TASK INSTRUCTIONS:
In the records that follow, find the line with "Self::from_parts(&parts)"; from there, retype every line exactly through the line with "let mut out = Vec::new();", which also belongs to the answer.

THE RECORDS:
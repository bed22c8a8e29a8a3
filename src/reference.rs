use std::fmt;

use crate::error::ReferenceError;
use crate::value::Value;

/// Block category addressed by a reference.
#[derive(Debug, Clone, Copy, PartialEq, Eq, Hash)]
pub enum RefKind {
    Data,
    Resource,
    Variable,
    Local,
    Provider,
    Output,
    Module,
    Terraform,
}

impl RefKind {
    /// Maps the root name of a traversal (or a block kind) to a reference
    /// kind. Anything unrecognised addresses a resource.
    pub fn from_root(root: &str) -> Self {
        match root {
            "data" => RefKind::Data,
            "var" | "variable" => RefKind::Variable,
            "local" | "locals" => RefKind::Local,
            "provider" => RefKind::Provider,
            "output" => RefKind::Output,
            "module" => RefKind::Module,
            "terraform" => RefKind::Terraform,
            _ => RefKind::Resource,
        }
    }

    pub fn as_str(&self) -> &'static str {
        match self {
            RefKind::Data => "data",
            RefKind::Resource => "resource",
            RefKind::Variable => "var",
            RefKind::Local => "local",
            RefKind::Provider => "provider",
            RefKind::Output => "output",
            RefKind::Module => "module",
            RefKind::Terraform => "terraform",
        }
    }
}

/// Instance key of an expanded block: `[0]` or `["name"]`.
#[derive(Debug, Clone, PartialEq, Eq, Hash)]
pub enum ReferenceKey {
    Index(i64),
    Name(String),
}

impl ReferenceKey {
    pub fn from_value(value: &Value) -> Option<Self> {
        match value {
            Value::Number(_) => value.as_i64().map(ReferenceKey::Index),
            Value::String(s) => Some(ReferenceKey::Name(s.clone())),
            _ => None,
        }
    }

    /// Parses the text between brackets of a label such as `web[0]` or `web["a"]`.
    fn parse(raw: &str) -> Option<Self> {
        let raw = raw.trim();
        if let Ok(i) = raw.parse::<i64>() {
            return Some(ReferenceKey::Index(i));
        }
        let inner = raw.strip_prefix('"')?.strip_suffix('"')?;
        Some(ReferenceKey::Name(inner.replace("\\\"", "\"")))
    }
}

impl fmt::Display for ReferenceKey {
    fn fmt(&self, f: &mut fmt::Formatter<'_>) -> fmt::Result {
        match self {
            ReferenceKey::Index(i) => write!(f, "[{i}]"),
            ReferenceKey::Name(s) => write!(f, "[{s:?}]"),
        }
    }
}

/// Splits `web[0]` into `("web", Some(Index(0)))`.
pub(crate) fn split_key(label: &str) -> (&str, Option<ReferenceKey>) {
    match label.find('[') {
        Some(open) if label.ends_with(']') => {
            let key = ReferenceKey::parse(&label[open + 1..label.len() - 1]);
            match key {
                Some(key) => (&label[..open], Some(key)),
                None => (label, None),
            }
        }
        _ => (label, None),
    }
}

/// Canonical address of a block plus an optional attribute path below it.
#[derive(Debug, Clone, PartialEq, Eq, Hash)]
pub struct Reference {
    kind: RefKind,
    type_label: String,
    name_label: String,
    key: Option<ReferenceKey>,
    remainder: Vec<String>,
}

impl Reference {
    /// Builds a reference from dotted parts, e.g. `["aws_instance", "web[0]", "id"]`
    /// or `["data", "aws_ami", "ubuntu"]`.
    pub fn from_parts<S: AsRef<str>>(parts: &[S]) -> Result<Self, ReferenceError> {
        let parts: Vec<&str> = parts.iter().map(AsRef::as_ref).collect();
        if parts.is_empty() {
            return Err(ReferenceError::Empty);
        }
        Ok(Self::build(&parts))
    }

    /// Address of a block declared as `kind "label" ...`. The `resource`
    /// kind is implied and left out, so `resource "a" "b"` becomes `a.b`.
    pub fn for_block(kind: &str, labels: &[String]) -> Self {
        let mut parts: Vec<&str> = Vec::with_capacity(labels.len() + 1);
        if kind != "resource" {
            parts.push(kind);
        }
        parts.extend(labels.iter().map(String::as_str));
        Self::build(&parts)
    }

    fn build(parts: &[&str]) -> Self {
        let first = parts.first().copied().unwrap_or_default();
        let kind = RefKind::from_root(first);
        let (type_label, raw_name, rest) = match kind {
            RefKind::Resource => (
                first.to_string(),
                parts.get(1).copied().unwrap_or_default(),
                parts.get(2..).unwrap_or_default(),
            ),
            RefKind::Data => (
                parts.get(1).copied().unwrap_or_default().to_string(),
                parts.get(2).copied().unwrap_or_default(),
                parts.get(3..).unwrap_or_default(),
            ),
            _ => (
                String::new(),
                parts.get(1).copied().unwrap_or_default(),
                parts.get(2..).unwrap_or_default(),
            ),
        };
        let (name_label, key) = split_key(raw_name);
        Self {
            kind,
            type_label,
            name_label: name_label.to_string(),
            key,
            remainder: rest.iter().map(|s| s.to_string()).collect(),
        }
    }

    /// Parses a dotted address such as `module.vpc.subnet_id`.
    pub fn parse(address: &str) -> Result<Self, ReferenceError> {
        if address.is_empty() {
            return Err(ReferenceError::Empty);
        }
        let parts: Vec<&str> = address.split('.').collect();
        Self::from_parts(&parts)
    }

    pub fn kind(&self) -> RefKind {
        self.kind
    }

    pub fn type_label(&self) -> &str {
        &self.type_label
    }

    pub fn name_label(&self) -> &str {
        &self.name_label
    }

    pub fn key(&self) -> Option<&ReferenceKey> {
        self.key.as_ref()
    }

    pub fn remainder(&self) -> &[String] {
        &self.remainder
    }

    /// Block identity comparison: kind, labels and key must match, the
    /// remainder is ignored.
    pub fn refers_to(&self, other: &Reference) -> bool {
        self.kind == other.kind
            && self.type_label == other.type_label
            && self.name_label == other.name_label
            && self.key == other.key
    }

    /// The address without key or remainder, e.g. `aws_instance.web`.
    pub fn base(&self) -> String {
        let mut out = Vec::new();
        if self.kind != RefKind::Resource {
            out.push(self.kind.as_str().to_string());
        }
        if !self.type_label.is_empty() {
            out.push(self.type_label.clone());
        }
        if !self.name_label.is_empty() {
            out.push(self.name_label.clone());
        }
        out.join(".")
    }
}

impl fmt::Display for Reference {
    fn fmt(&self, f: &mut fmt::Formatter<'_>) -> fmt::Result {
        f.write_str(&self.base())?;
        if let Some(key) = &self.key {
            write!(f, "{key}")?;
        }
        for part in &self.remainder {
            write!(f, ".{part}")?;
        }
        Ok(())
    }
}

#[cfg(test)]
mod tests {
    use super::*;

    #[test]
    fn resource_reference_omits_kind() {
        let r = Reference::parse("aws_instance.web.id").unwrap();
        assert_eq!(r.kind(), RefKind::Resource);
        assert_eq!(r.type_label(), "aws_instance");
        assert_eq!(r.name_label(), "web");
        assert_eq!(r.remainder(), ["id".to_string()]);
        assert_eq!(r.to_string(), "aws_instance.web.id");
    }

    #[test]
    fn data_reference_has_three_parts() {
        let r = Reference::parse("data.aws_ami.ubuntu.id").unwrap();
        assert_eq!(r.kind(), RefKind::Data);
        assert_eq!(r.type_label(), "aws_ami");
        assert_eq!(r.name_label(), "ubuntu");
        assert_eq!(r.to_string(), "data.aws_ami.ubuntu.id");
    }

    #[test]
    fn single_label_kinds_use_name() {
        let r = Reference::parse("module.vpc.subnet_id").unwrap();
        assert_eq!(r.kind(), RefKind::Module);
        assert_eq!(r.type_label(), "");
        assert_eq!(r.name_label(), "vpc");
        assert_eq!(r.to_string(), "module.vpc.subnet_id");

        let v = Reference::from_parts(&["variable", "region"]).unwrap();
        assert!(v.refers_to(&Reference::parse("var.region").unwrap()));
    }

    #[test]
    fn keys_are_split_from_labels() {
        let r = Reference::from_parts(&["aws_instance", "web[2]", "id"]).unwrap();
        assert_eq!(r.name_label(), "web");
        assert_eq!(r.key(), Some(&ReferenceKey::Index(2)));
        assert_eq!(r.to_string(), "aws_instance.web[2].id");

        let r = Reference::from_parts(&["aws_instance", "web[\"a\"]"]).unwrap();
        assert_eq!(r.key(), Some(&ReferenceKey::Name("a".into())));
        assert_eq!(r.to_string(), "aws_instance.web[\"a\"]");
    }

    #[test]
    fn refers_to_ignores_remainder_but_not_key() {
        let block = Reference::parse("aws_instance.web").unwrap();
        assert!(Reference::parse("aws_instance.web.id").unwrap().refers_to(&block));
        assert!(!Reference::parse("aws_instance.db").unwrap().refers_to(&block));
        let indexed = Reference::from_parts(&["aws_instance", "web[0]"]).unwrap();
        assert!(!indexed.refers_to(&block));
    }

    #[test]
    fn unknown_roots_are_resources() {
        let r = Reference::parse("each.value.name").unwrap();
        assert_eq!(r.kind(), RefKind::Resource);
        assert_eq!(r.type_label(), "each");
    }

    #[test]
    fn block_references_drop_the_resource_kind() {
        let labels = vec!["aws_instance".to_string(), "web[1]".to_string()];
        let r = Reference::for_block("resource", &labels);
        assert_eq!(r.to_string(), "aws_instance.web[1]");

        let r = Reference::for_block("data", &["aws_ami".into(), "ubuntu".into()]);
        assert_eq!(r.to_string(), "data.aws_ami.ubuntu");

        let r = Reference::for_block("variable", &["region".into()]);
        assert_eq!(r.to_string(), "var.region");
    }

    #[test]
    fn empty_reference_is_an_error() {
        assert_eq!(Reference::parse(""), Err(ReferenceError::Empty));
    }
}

EXERCISE SOLUTION:
        Self::from_parts(&parts)
    }

    pub fn kind(&self) -> RefKind {
        self.kind
    }

    pub fn type_label(&self) -> &str {
        &self.type_label
    }

    pub fn name_label(&self) -> &str {
        &self.name_label
    }

    pub fn key(&self) -> Option<&ReferenceKey> {
        self.key.as_ref()
    }

    pub fn remainder(&self) -> &[String] {
        &self.remainder
    }

    /// Block identity comparison: kind, labels and key must match, the
    /// remainder is ignored.
    pub fn refers_to(&self, other: &Reference) -> bool {
        self.kind == other.kind
            && self.type_label == other.type_label
            && self.name_label == other.name_label
            && self.key == other.key
    }

    /// The address without key or remainder, e.g. `aws_instance.web`.
    pub fn base(&self) -> String {
        let mut out = Vec::new();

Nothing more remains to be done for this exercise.